BRIEF
Each record that follows is to be reproduced verbatim.

PROVIDED DATA
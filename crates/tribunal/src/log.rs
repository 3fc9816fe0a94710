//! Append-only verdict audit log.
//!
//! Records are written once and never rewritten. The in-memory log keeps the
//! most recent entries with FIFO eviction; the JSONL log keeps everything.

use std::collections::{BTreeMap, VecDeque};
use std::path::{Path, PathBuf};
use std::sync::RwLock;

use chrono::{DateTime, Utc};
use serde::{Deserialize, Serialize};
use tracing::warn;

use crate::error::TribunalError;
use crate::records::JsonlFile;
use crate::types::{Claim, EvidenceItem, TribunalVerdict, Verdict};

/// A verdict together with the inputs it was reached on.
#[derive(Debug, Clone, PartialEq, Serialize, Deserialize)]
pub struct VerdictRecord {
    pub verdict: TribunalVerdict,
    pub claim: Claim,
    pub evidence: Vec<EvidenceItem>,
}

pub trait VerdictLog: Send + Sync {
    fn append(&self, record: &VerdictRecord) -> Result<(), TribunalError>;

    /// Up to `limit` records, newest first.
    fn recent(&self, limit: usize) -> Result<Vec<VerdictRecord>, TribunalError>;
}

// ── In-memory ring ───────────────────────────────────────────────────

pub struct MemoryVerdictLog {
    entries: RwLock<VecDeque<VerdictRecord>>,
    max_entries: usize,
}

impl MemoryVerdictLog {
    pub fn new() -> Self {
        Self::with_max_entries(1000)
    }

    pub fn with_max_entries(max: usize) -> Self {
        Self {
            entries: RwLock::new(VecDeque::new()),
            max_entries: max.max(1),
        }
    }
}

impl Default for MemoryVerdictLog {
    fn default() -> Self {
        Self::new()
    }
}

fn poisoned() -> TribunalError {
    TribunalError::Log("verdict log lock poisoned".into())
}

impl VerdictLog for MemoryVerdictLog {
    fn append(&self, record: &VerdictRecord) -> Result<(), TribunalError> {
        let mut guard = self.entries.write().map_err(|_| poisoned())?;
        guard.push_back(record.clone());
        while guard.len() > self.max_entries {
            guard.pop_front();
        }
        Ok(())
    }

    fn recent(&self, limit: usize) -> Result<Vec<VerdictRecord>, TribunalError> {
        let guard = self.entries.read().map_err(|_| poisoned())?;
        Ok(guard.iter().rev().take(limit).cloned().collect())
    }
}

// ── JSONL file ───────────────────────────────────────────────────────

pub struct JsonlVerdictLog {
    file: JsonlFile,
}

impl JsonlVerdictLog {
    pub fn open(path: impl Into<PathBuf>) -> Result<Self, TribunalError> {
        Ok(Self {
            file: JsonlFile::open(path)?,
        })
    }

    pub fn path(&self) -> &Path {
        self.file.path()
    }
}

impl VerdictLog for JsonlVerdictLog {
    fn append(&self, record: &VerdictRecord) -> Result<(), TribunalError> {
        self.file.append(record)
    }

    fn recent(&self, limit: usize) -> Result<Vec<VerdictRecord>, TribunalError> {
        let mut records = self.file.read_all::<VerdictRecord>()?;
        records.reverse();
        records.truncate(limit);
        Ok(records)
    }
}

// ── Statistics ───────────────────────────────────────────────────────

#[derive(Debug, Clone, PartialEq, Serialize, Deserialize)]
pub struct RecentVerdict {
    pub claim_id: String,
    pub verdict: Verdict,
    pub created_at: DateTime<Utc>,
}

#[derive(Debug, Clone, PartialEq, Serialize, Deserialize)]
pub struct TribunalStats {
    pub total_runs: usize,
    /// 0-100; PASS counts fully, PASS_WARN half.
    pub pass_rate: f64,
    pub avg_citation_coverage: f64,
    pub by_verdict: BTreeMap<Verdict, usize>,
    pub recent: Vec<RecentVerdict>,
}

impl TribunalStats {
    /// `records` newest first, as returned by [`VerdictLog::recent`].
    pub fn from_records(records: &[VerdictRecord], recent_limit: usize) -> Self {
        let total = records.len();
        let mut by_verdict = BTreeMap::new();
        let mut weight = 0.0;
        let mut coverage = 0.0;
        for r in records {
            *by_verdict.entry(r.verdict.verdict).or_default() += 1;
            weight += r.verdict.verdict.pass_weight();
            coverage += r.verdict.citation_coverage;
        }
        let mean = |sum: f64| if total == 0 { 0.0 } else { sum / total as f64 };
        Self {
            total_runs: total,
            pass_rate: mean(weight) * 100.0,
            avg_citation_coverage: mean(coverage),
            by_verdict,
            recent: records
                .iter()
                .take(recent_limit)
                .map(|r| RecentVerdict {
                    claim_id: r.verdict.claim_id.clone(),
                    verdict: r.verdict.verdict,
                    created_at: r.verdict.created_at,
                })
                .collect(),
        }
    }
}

PROBLEM SOLUTION
filename crates/tribunal/src/log.rs
repository 3fc9816fe0a94710
//! Append-only verdict audit log.
//!
//! Records are written once and never rewritten. The in-memory log keeps the
//! most recent entries with FIFO eviction; the JSONL log keeps everything.

use std::collections::{BTreeMap, VecDeque};
use std::path::{Path, PathBuf};
use std::sync::RwLock;

use chrono::{DateTime, Utc};
use serde::{Deserialize, Serialize};
use tracing::warn;

use crate::error::TribunalError;
use crate::records::JsonlFile;
use crate::types::{Claim, EvidenceItem, TribunalVerdict, Verdict};

/// A verdict together with the inputs it was reached on.
#[derive(Debug, Clone, PartialEq, Serialize, Deserialize)]
pub struct VerdictRecord {
    pub verdict: TribunalVerdict,
    pub claim: Claim,
    pub evidence: Vec<EvidenceItem>,
}

pub trait VerdictLog: Send + Sync {
    fn append(&self, record: &VerdictRecord) -> Result<(), TribunalError>;

    /// Up to `limit` records, newest first.
    fn recent(&self, limit: usize) -> Result<Vec<VerdictRecord>, TribunalError>;
}

// ── In-memory ring ───────────────────────────────────────────────────

pub struct MemoryVerdictLog {
    entries: RwLock<VecDeque<VerdictRecord>>,
    max_entries: usize,
}

impl MemoryVerdictLog {
    pub fn new() -> Self {
        Self::with_max_entries(1000)
    }

    pub fn with_max_entries(max: usize) -> Self {
        Self {
            entries: RwLock::new(VecDeque::new()),
            max_entries: max.max(1),
        }
    }
}

impl Default for MemoryVerdictLog {
    fn default() -> Self {
        Self::new()
    }
}

fn poisoned() -> TribunalError {
    TribunalError::Log("verdict log lock poisoned".into())
}

impl VerdictLog for MemoryVerdictLog {
    fn append(&self, record: &VerdictRecord) -> Result<(), TribunalError> {
        let mut guard = self.entries.write().map_err(|_| poisoned())?;
        guard.push_back(record.clone());
        while guard.len() > self.max_entries {
            guard.pop_front();
        }
        Ok(())
    }

    fn recent(&self, limit: usize) -> Result<Vec<VerdictRecord>, TribunalError> {
        let guard = self.entries.read().map_err(|_| poisoned())?;
        Ok(guard.iter().rev().take(limit).cloned().collect())
    }
}

// ── JSONL file ───────────────────────────────────────────────────────

pub struct JsonlVerdictLog {
    file: JsonlFile,
}

impl JsonlVerdictLog {
    pub fn open(path: impl Into<PathBuf>) -> Result<Self, TribunalError> {
        Ok(Self {
            file: JsonlFile::open(path)?,
        })
    }

    pub fn path(&self) -> &Path {
        self.file.path()
    }
}

impl VerdictLog for JsonlVerdictLog {
    fn append(&self, record: &VerdictRecord) -> Result<(), TribunalError> {
        self.file.append(record)
    }

    fn recent(&self, limit: usize) -> Result<Vec<VerdictRecord>, TribunalError> {
        let mut records = self.file.read_all::<VerdictRecord>()?;
        records.reverse();
        records.truncate(limit);
        Ok(records)
    }
}

// ── Statistics ───────────────────────────────────────────────────────

#[derive(Debug, Clone, PartialEq, Serialize, Deserialize)]
pub struct RecentVerdict {
    pub claim_id: String,
    pub verdict: Verdict,
    pub created_at: DateTime<Utc>,
}

#[derive(Debug, Clone, PartialEq, Serialize, Deserialize)]
pub struct TribunalStats {
    pub total_runs: usize,
    /// 0-100; PASS counts fully, PASS_WARN half.
    pub pass_rate: f64,
    pub avg_citation_coverage: f64,
    pub by_verdict: BTreeMap<Verdict, usize>,
    pub recent: Vec<RecentVerdict>,
}

impl TribunalStats {
    /// `records` newest first, as returned by [`VerdictLog::recent`].
    pub fn from_records(records: &[VerdictRecord], recent_limit: usize) -> Self {
        let total = records.len();
        let mut by_verdict = BTreeMap::new();
        let mut weight = 0.0;
        let mut coverage = 0.0;
        for r in records {
            *by_verdict.entry(r.verdict.verdict).or_default() += 1;
            weight += r.verdict.verdict.pass_weight();
            coverage += r.verdict.citation_coverage;
        }
        let mean = |sum: f64| if total == 0 { 0.0 } else { sum / total as f64 };
        Self {
            total_runs: total,
            pass_rate: mean(weight) * 100.0,
            avg_citation_coverage: mean(coverage),
            by_verdict,
            recent: records
                .iter()
                .take(recent_limit)
                .map(|r| RecentVerdict {
                    claim_id: r.verdict.claim_id.clone(),
                    verdict: r.verdict.verdict,
                    created_at: r.verdict.created_at,
                })
                .collect(),
        }
    }
}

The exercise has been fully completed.